• _Problem requirements_: Go over the data and copy out each line with "tuple" in it.

-------

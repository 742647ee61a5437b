//! Subject Builder — derives the wire subject tuple from a schema name.

use serde::Serialize;

/// One `(base, wildcard)` pair for a single CRUD method.
#[derive(Debug, Clone, PartialEq, Eq, Serialize)]
pub struct SubjectGroup {
    pub base: String,
    pub wildcard: String,
}

impl SubjectGroup {
    fn new(base: String) -> Self {
        let wildcard = format!("{base}.>");
        Self { base, wildcard }
    }
}

/// The four subject groups a schema is routed through.
#[derive(Debug, Clone, PartialEq, Eq, Serialize)]
pub struct Subjects {
    pub count: SubjectGroup,
    pub create: SubjectGroup,
    pub find: SubjectGroup,
    pub update: SubjectGroup,
}

/// Prefixes for each method, defaulting to `count`/`create`/`find`/`update`.
#[derive(Debug, Clone)]
pub struct Prefixes {
    pub count: String,
    pub create: String,
    pub find: String,
    pub update: String,
}

impl Default for Prefixes {
    fn default() -> Self {
        Self {
            count: "count".to_string(),
            create: "create".to_string(),
            find: "find".to_string(),
            update: "update".to_string(),
        }
    }
}

impl Prefixes {
    pub fn new() -> Self {
        Self::default()
    }

    pub fn with_count(mut self, prefix: impl Into<String>) -> Self {
        self.count = prefix.into();
        self
    }

    pub fn with_create(mut self, prefix: impl Into<String>) -> Self {
        self.create = prefix.into();
        self
    }

    pub fn with_find(mut self, prefix: impl Into<String>) -> Self {
        self.find = prefix.into();
        self
    }

    pub fn with_update(mut self, prefix: impl Into<String>) -> Self {
        self.update = prefix.into();
        self
    }
}

/// Options controlling subject derivation: `{prefixes?, suffix?}`.
#[derive(Debug, Clone, Default)]
pub struct SubjectOptions {
    pub prefixes: Prefixes,
    pub suffix: String,
}

impl SubjectOptions {
    pub fn new() -> Self {
        Self::default()
    }

    pub fn with_prefixes(mut self, prefixes: Prefixes) -> Self {
        self.prefixes = prefixes;
        self
    }

    pub fn with_suffix(mut self, suffix: impl Into<String>) -> Self {
        self.suffix = suffix.into();
        self
    }
}

/// Build the subject tuple for a schema name.
///
/// `name` is lowercased; each base is `{prefix}.{lowercase-name}[.suffix]`
/// and the wildcard is the base with `.>` appended.
pub fn build(name: &str, opts: &SubjectOptions) -> Subjects {
    let lower = name.to_lowercase();
    let make = |prefix: &str| {
        let base = if opts.suffix.is_empty() {
            format!("{prefix}.{lower}")
        } else {
            format!("{prefix}.{lower}.{}", opts.suffix)
        };
        SubjectGroup::new(base)
    };

    Subjects {
        count: make(&opts.prefixes.count),
        create: make(&opts.prefixes.create),
        find: make(&opts.prefixes.find),
        update: make(&opts.prefixes.update),
    }
}

#[cfg(test)]
mod tests {
    use super::*;

    #[test]
    fn lowercases_name_and_uses_default_prefixes() {
        let subjects = build("Schema", &SubjectOptions::default());
        assert_eq!(subjects.count.base, "count.schema");
        assert_eq!(subjects.count.wildcard, "count.schema.>");
        assert_eq!(subjects.create.base, "create.schema");
        assert_eq!(subjects.find.base, "find.schema");
        assert_eq!(subjects.update.base, "update.schema");
    }

    #[test]
    fn appends_suffix_with_dot_separator() {
        let opts = SubjectOptions {
            suffix: "v2".to_string(),
            ..Default::default()
        };
        let subjects = build("Widget", &opts);
        assert_eq!(subjects.create.base, "create.widget.v2");
        assert_eq!(subjects.create.wildcard, "create.widget.v2.>");
    }

    #[test]
    fn honors_custom_prefixes() {
        let opts = SubjectOptions {
            prefixes: Prefixes {
                count: "cnt".to_string(),
                ..Prefixes::default()
            },
            ..Default::default()
        };
        let subjects = build("thing", &opts);
        assert_eq!(subjects.count.base, "cnt.thing");
    }

    #[test]
    fn every_group_has_two_subjects() {
        let subjects = build("anything", &SubjectOptions::default());
        for group in [
            &subjects.count,
            &subjects.create,
            &subjects.find,
            &subjects.update,
        ] {
            assert!(group.wildcard.starts_with(&group.base));
            assert!(group.wildcard.ends_with(".>"));
        }
    }
}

-------

• _Written answer_:
//! Subject Builder — derives the wire subject tuple from a schema name.
/// Build the subject tuple for a schema name.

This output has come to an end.